◆ **Your objective**
The reply should consist of one number, which is how many lines in the material below contain "aggregate".

===== Provided data

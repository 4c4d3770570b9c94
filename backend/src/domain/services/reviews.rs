//! Review orchestration, including the rating aggregate carried by the
//! reviewed bootcamp.

use std::sync::Arc;

use chrono::Utc;
use listing::ListQuery;
use uuid::Uuid;

use crate::domain::ports::{BootcampRepository, ReviewListItem, ReviewRepository};
use crate::domain::{BootcampSummary, CreateReview, Error, Review, UpdateReview, User};

fn no_review(id: Uuid) -> Error {
    Error::not_found(format!("No review with the id of {id}"))
}

/// Review resource rules.
#[derive(Clone)]
pub struct ReviewService {
    reviews: Arc<dyn ReviewRepository>,
    bootcamps: Arc<dyn BootcampRepository>,
}

impl ReviewService {
    /// Wire the service.
    #[must_use]
    pub fn new(
        reviews: Arc<dyn ReviewRepository>,
        bootcamps: Arc<dyn BootcampRepository>,
    ) -> Self {
        Self { reviews, bootcamps }
    }

    /// One page of reviews plus the filtered total, optionally scoped to
    /// one bootcamp.
    ///
    /// # Errors
    ///
    /// [`Error::not_found`] when a scope bootcamp does not exist.
    pub async fn list(
        &self,
        query: &ListQuery,
        bootcamp_id: Option<Uuid>,
    ) -> Result<(Vec<ReviewListItem>, u64), Error> {
        if let Some(id) = bootcamp_id {
            self.require_bootcamp(id).await?;
        }
        Ok(self.reviews.list(query, bootcamp_id).await?)
    }

    /// A single review with its bootcamp's summary.
    ///
    /// # Errors
    ///
    /// [`Error::not_found`] when the id does not exist.
    pub async fn get(&self, id: Uuid) -> Result<ReviewListItem, Error> {
        let review = self
            .reviews
            .find_by_id(id)
            .await?
            .ok_or_else(|| no_review(id))?;
        let bootcamp = self.require_bootcamp(review.bootcamp_id).await?;
        Ok(ReviewListItem { review, bootcamp })
    }

    /// Leave a review on a bootcamp, then refresh its average rating.
    ///
    /// One review per user per bootcamp.
    ///
    /// # Errors
    ///
    /// [`Error::not_found`] for a missing bootcamp,
    /// [`Error::invalid_request`] for a second review by the same author.
    pub async fn create(
        &self,
        actor: &User,
        bootcamp_id: Uuid,
        input: CreateReview,
    ) -> Result<Review, Error> {
        input.validate()?;
        self.require_bootcamp(bootcamp_id).await?;
        if self
            .reviews
            .find_by_author(bootcamp_id, actor.id)
            .await?
            .is_some()
        {
            return Err(Error::invalid_request(
                "You have already submitted a review for this bootcamp",
            ));
        }

        let review = Review {
            id: Uuid::new_v4(),
            title: input.trimmed_title().to_owned(),
            text: input.text.clone(),
            rating: input.rating,
            bootcamp_id,
            user_id: actor.id,
            created_at: Utc::now(),
        };
        self.reviews.insert(&review).await?;
        self.refresh_average_rating(bootcamp_id).await;
        Ok(review)
    }

    /// Apply a partial update, then refresh the bootcamp's average rating.
    ///
    /// # Errors
    ///
    /// [`Error::forbidden`] unless `actor` wrote the review or is admin.
    pub async fn update(
        &self,
        actor: &User,
        id: Uuid,
        input: UpdateReview,
    ) -> Result<Review, Error> {
        input.validate()?;
        let mut review = self
            .reviews
            .find_by_id(id)
            .await?
            .ok_or_else(|| no_review(id))?;
        if !actor.may_modify(review.user_id) {
            return Err(Error::forbidden("Not authorized to update review"));
        }

        if let Some(title) = input.title {
            review.title = title.trim().to_owned();
        }
        if let Some(text) = input.text {
            review.text = text;
        }
        if let Some(rating) = input.rating {
            review.rating = rating;
        }

        self.reviews.update(&review).await?;
        self.refresh_average_rating(review.bootcamp_id).await;
        Ok(review)
    }

    /// Delete a review, then refresh the bootcamp's average rating.
    ///
    /// # Errors
    ///
    /// [`Error::forbidden`] unless `actor` wrote the review or is admin.
    pub async fn delete(&self, actor: &User, id: Uuid) -> Result<(), Error> {
        let review = self
            .reviews
            .find_by_id(id)
            .await?
            .ok_or_else(|| no_review(id))?;
        if !actor.may_modify(review.user_id) {
            return Err(Error::forbidden("Not authorized to delete review"));
        }
        if !self.reviews.delete(id).await? {
            return Err(no_review(id));
        }
        self.refresh_average_rating(review.bootcamp_id).await;
        Ok(())
    }

    async fn require_bootcamp(&self, id: Uuid) -> Result<BootcampSummary, Error> {
        self.bootcamps
            .find_by_id(id)
            .await?
            .map(|b| BootcampSummary {
                id: b.id,
                name: b.name,
                description: b.description,
            })
            .ok_or_else(|| Error::not_found(format!("No bootcamp with the id of {id}")))
    }

    /// The aggregate is advisory; a failed refresh must not fail the
    /// mutation that triggered it.
    async fn refresh_average_rating(&self, bootcamp_id: Uuid) {
        if let Err(err) = self.reviews.recompute_average_rating(bootcamp_id).await {
            tracing::warn!(error = %err, bootcamp_id = %bootcamp_id, "average rating refresh failed");
        }
    }
}

#[cfg(test)]
mod tests {
    use super::*;
    use crate::domain::services::fakes::{FakeBootcampRepo, FakeReviewRepo, FakeStore};
    use crate::domain::{Bootcamp, Career, ErrorCode, Location, Role, DEFAULT_PHOTO};

    fn actor(role: Role) -> User {
        User {
            id: Uuid::new_v4(),
            first_name: "Ada".into(),
            last_name: None,
            email: "ada@example.com".into(),
            role,
            password_hash: "digest".into(),
            reset_password_token_hash: None,
            reset_password_expires_at: None,
            created_at: Utc::now(),
        }
    }

    fn seeded_bootcamp(store: &FakeStore) -> Bootcamp {
        let bootcamp = Bootcamp {
            id: Uuid::new_v4(),
            name: "Devworks".into(),
            slug: "devworks".into(),
            description: "Full stack development".into(),
            website: None,
            phone: None,
            email: None,
            location: Location {
                kind: "Point",
                coordinates: [-71.1054, 42.3505],
                formatted_address: None,
                street: None,
                city: None,
                state: None,
                zipcode: None,
                country: None,
            },
            careers: vec![Career::WebDevelopment],
            average_rating: None,
            average_cost: None,
            photo: DEFAULT_PHOTO.to_owned(),
            housing: false,
            job_assistance: false,
            job_guarantee: false,
            accept_gi: false,
            user_id: Uuid::new_v4(),
            created_at: Utc::now(),
        };
        store.seed_bootcamp(bootcamp.clone());
        bootcamp
    }

    fn review_input(rating: i32) -> CreateReview {
        CreateReview {
            title: "Learned a ton".into(),
            text: "Great instructors".into(),
            rating,
        }
    }

    fn service(store: &Arc<FakeStore>) -> ReviewService {
        ReviewService::new(
            Arc::new(FakeReviewRepo::new(store.clone())),
            Arc::new(FakeBootcampRepo::new(store.clone())),
        )
    }

    #[actix_rt::test]
    async fn reviews_refresh_the_average_rating() {
        let store = Arc::new(FakeStore::default());
        let bootcamp = seeded_bootcamp(&store);
        let svc = service(&store);

        svc.create(&actor(Role::User), bootcamp.id, review_input(8))
            .await
            .unwrap();
        svc.create(&actor(Role::User), bootcamp.id, review_input(9))
            .await
            .unwrap();

        assert_eq!(store.bootcamp(bootcamp.id).unwrap().average_rating, Some(8.5));
    }

    #[actix_rt::test]
    async fn a_second_review_by_the_same_author_is_rejected() {
        let store = Arc::new(FakeStore::default());
        let bootcamp = seeded_bootcamp(&store);
        let svc = service(&store);
        let author = actor(Role::User);

        svc.create(&author, bootcamp.id, review_input(8))
            .await
            .unwrap();
        let err = svc
            .create(&author, bootcamp.id, review_input(9))
            .await
            .unwrap_err();
        assert_eq!(err.code(), ErrorCode::InvalidRequest);
    }

    #[actix_rt::test]
    async fn deleting_the_last_review_clears_the_average() {
        let store = Arc::new(FakeStore::default());
        let bootcamp = seeded_bootcamp(&store);
        let svc = service(&store);
        let author = actor(Role::User);

        let review = svc
            .create(&author, bootcamp.id, review_input(7))
            .await
            .unwrap();
        assert_eq!(store.bootcamp(bootcamp.id).unwrap().average_rating, Some(7.0));

        svc.delete(&author, review.id).await.unwrap();
        assert_eq!(store.bootcamp(bootcamp.id).unwrap().average_rating, None);
    }

    #[actix_rt::test]
    async fn only_the_author_or_admin_may_modify_a_review() {
        let store = Arc::new(FakeStore::default());
        let bootcamp = seeded_bootcamp(&store);
        let svc = service(&store);
        let author = actor(Role::User);
        let review = svc
            .create(&author, bootcamp.id, review_input(6))
            .await
            .unwrap();

        let stranger = actor(Role::User);
        let update = UpdateReview {
            rating: Some(10),
            ..UpdateReview::default()
        };
        let err = svc
            .update(&stranger, review.id, update.clone())
            .await
            .unwrap_err();
        assert_eq!(err.code(), ErrorCode::Forbidden);

        let admin = actor(Role::Admin);
        let updated = svc.update(&admin, review.id, update).await.unwrap();
        assert_eq!(updated.rating, 10);
        assert_eq!(store.bootcamp(bootcamp.id).unwrap().average_rating, Some(10.0));
    }

    #[actix_rt::test]
    async fn reviewing_a_missing_bootcamp_is_not_found() {
        let store = Arc::new(FakeStore::default());
        let svc = service(&store);
        let err = svc
            .create(&actor(Role::User), Uuid::new_v4(), review_input(5))
            .await
            .unwrap_err();
        assert_eq!(err.code(), ErrorCode::NotFound);
    }
}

==========

◆ **Problem solution**
2